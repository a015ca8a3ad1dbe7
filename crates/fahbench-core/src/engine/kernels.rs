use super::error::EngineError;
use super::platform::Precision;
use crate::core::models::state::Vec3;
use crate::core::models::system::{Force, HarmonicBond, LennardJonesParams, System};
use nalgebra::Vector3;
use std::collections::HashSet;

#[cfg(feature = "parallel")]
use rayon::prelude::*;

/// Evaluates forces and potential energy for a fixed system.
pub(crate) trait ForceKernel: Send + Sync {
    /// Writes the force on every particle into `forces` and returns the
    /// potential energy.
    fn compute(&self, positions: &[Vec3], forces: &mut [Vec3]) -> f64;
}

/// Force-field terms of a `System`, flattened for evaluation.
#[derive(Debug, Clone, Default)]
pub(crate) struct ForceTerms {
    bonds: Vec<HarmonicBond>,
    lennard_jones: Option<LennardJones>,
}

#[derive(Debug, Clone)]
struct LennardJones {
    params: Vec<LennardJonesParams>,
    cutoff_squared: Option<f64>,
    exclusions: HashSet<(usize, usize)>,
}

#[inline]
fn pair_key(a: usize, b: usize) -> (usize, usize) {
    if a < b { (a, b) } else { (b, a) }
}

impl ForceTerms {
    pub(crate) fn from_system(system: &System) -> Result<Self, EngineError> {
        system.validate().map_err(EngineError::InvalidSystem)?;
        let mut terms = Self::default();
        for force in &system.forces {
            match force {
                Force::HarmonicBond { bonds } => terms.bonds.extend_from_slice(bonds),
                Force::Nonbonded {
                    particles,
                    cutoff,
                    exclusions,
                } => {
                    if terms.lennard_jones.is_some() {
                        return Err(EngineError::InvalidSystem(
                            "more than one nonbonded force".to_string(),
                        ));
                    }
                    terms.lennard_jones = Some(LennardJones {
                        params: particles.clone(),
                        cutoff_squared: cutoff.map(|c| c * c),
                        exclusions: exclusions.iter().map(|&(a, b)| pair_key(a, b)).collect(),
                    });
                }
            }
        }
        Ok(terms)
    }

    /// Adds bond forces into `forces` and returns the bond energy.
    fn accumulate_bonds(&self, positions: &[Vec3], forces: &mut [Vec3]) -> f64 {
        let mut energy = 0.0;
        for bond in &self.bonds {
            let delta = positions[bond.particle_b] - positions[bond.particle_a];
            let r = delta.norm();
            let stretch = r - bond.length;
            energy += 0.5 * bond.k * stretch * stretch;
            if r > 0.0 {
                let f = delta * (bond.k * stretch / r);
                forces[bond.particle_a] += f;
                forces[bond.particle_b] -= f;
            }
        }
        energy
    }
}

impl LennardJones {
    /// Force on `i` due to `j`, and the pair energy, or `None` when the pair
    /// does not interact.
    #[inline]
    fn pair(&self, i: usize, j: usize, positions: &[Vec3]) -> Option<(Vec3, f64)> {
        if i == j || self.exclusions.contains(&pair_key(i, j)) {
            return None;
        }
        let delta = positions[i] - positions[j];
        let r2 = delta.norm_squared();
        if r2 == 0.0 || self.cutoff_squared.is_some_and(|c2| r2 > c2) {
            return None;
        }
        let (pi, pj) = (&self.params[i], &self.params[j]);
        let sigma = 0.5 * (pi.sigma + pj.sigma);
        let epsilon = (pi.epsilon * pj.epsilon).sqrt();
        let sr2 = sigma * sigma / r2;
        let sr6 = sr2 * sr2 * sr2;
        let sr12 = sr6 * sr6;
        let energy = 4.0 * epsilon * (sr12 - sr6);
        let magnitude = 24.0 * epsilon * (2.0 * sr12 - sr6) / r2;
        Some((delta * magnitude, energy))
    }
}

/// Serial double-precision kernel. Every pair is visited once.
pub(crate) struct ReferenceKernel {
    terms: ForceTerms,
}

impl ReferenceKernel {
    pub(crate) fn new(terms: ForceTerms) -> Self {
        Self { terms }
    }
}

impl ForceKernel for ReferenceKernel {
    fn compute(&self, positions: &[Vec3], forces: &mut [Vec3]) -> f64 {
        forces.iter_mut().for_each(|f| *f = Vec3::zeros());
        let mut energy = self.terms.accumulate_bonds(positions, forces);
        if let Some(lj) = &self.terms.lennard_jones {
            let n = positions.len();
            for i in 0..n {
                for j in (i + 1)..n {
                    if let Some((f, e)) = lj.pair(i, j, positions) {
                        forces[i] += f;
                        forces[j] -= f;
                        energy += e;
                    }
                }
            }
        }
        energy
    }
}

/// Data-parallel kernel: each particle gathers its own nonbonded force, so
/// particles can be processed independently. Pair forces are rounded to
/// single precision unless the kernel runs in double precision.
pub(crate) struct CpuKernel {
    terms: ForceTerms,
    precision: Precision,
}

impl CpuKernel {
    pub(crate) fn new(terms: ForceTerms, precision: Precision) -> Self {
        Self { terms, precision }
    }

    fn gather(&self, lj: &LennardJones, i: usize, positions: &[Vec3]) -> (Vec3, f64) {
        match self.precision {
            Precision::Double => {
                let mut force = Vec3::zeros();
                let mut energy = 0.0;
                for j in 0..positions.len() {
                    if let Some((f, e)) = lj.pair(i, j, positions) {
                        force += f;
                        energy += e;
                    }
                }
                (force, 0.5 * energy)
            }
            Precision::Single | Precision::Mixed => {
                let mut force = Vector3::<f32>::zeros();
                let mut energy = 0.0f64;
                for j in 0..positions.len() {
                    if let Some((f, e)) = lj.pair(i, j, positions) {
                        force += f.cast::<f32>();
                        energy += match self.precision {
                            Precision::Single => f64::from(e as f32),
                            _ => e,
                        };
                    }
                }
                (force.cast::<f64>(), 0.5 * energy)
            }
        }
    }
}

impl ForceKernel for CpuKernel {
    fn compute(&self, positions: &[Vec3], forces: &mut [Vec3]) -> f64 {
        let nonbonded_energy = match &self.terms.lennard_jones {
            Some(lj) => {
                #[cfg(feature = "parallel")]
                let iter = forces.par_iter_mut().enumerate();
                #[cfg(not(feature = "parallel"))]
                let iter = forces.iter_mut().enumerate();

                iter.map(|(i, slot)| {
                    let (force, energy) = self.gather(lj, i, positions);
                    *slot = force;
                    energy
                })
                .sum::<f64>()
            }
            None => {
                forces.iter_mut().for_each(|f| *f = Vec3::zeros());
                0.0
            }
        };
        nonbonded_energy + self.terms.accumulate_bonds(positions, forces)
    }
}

• _Directions for this task_
The expected response is every record, reproduced word for word.

• _Output_
repository a015ca8a3ad1dbe7
filename crates/fahbench-core/src/engine/kernels.rs
use super::error::EngineError;
use super::platform::Precision;
use crate::core::models::state::Vec3;
use crate::core::models::system::{Force, HarmonicBond, LennardJonesParams, System};
use nalgebra::Vector3;
use std::collections::HashSet;

#[cfg(feature = "parallel")]
use rayon::prelude::*;

/// Evaluates forces and potential energy for a fixed system.
pub(crate) trait ForceKernel: Send + Sync {
    /// Writes the force on every particle into `forces` and returns the
    /// potential energy.
    fn compute(&self, positions: &[Vec3], forces: &mut [Vec3]) -> f64;
}

/// Force-field terms of a `System`, flattened for evaluation.
#[derive(Debug, Clone, Default)]
pub(crate) struct ForceTerms {
    bonds: Vec<HarmonicBond>,
    lennard_jones: Option<LennardJones>,
}

#[derive(Debug, Clone)]
struct LennardJones {
    params: Vec<LennardJonesParams>,
    cutoff_squared: Option<f64>,
    exclusions: HashSet<(usize, usize)>,
}

#[inline]
fn pair_key(a: usize, b: usize) -> (usize, usize) {
    if a < b { (a, b) } else { (b, a) }
}

impl ForceTerms {
    pub(crate) fn from_system(system: &System) -> Result<Self, EngineError> {
        system.validate().map_err(EngineError::InvalidSystem)?;
        let mut terms = Self::default();
        for force in &system.forces {
            match force {
                Force::HarmonicBond { bonds } => terms.bonds.extend_from_slice(bonds),
                Force::Nonbonded {
                    particles,
                    cutoff,
                    exclusions,
                } => {
                    if terms.lennard_jones.is_some() {
                        return Err(EngineError::InvalidSystem(
                            "more than one nonbonded force".to_string(),
                        ));
                    }
                    terms.lennard_jones = Some(LennardJones {
                        params: particles.clone(),
                        cutoff_squared: cutoff.map(|c| c * c),
                        exclusions: exclusions.iter().map(|&(a, b)| pair_key(a, b)).collect(),
                    });
                }
            }
        }
        Ok(terms)
    }

    /// Adds bond forces into `forces` and returns the bond energy.
    fn accumulate_bonds(&self, positions: &[Vec3], forces: &mut [Vec3]) -> f64 {
        let mut energy = 0.0;
        for bond in &self.bonds {
            let delta = positions[bond.particle_b] - positions[bond.particle_a];
            let r = delta.norm();
            let stretch = r - bond.length;
            energy += 0.5 * bond.k * stretch * stretch;
            if r > 0.0 {
                let f = delta * (bond.k * stretch / r);
                forces[bond.particle_a] += f;
                forces[bond.particle_b] -= f;
            }
        }
        energy
    }
}

impl LennardJones {
    /// Force on `i` due to `j`, and the pair energy, or `None` when the pair
    /// does not interact.
    #[inline]
    fn pair(&self, i: usize, j: usize, positions: &[Vec3]) -> Option<(Vec3, f64)> {
        if i == j || self.exclusions.contains(&pair_key(i, j)) {
            return None;
        }
        let delta = positions[i] - positions[j];
        let r2 = delta.norm_squared();
        if r2 == 0.0 || self.cutoff_squared.is_some_and(|c2| r2 > c2) {
            return None;
        }
        let (pi, pj) = (&self.params[i], &self.params[j]);
        let sigma = 0.5 * (pi.sigma + pj.sigma);
        let epsilon = (pi.epsilon * pj.epsilon).sqrt();
        let sr2 = sigma * sigma / r2;
        let sr6 = sr2 * sr2 * sr2;
        let sr12 = sr6 * sr6;
        let energy = 4.0 * epsilon * (sr12 - sr6);
        let magnitude = 24.0 * epsilon * (2.0 * sr12 - sr6) / r2;
        Some((delta * magnitude, energy))
    }
}

/// Serial double-precision kernel. Every pair is visited once.
pub(crate) struct ReferenceKernel {
    terms: ForceTerms,
}

impl ReferenceKernel {
    pub(crate) fn new(terms: ForceTerms) -> Self {
        Self { terms }
    }
}

impl ForceKernel for ReferenceKernel {
    fn compute(&self, positions: &[Vec3], forces: &mut [Vec3]) -> f64 {
        forces.iter_mut().for_each(|f| *f = Vec3::zeros());
        let mut energy = self.terms.accumulate_bonds(positions, forces);
        if let Some(lj) = &self.terms.lennard_jones {
            let n = positions.len();
            for i in 0..n {
                for j in (i + 1)..n {
                    if let Some((f, e)) = lj.pair(i, j, positions) {
                        forces[i] += f;
                        forces[j] -= f;
                        energy += e;
                    }
                }
            }
        }
        energy
    }
}

/// Data-parallel kernel: each particle gathers its own nonbonded force, so
/// particles can be processed independently. Pair forces are rounded to
/// single precision unless the kernel runs in double precision.
pub(crate) struct CpuKernel {
    terms: ForceTerms,
    precision: Precision,
}

impl CpuKernel {
    pub(crate) fn new(terms: ForceTerms, precision: Precision) -> Self {
        Self { terms, precision }
    }

    fn gather(&self, lj: &LennardJones, i: usize, positions: &[Vec3]) -> (Vec3, f64) {
        match self.precision {
            Precision::Double => {
                let mut force = Vec3::zeros();
                let mut energy = 0.0;
                for j in 0..positions.len() {
                    if let Some((f, e)) = lj.pair(i, j, positions) {
                        force += f;
                        energy += e;
                    }
                }
                (force, 0.5 * energy)
            }
            Precision::Single | Precision::Mixed => {
                let mut force = Vector3::<f32>::zeros();
                let mut energy = 0.0f64;
                for j in 0..positions.len() {
                    if let Some((f, e)) = lj.pair(i, j, positions) {
                        force += f.cast::<f32>();
                        energy += match self.precision {
                            Precision::Single => f64::from(e as f32),
                            _ => e,
                        };
                    }
                }
                (force.cast::<f64>(), 0.5 * energy)
            }
        }
    }
}

impl ForceKernel for CpuKernel {
    fn compute(&self, positions: &[Vec3], forces: &mut [Vec3]) -> f64 {
        let nonbonded_energy = match &self.terms.lennard_jones {
            Some(lj) => {
                #[cfg(feature = "parallel")]
                let iter = forces.par_iter_mut().enumerate();
                #[cfg(not(feature = "parallel"))]
                let iter = forces.iter_mut().enumerate();

                iter.map(|(i, slot)| {
                    let (force, energy) = self.gather(lj, i, positions);
                    *slot = force;
                    energy
                })
                .sum::<f64>()
            }
            None => {
                forces.iter_mut().for_each(|f| *f = Vec3::zeros());
                0.0
            }
        };
        nonbonded_energy + self.terms.accumulate_bonds(positions, forces)
    }
}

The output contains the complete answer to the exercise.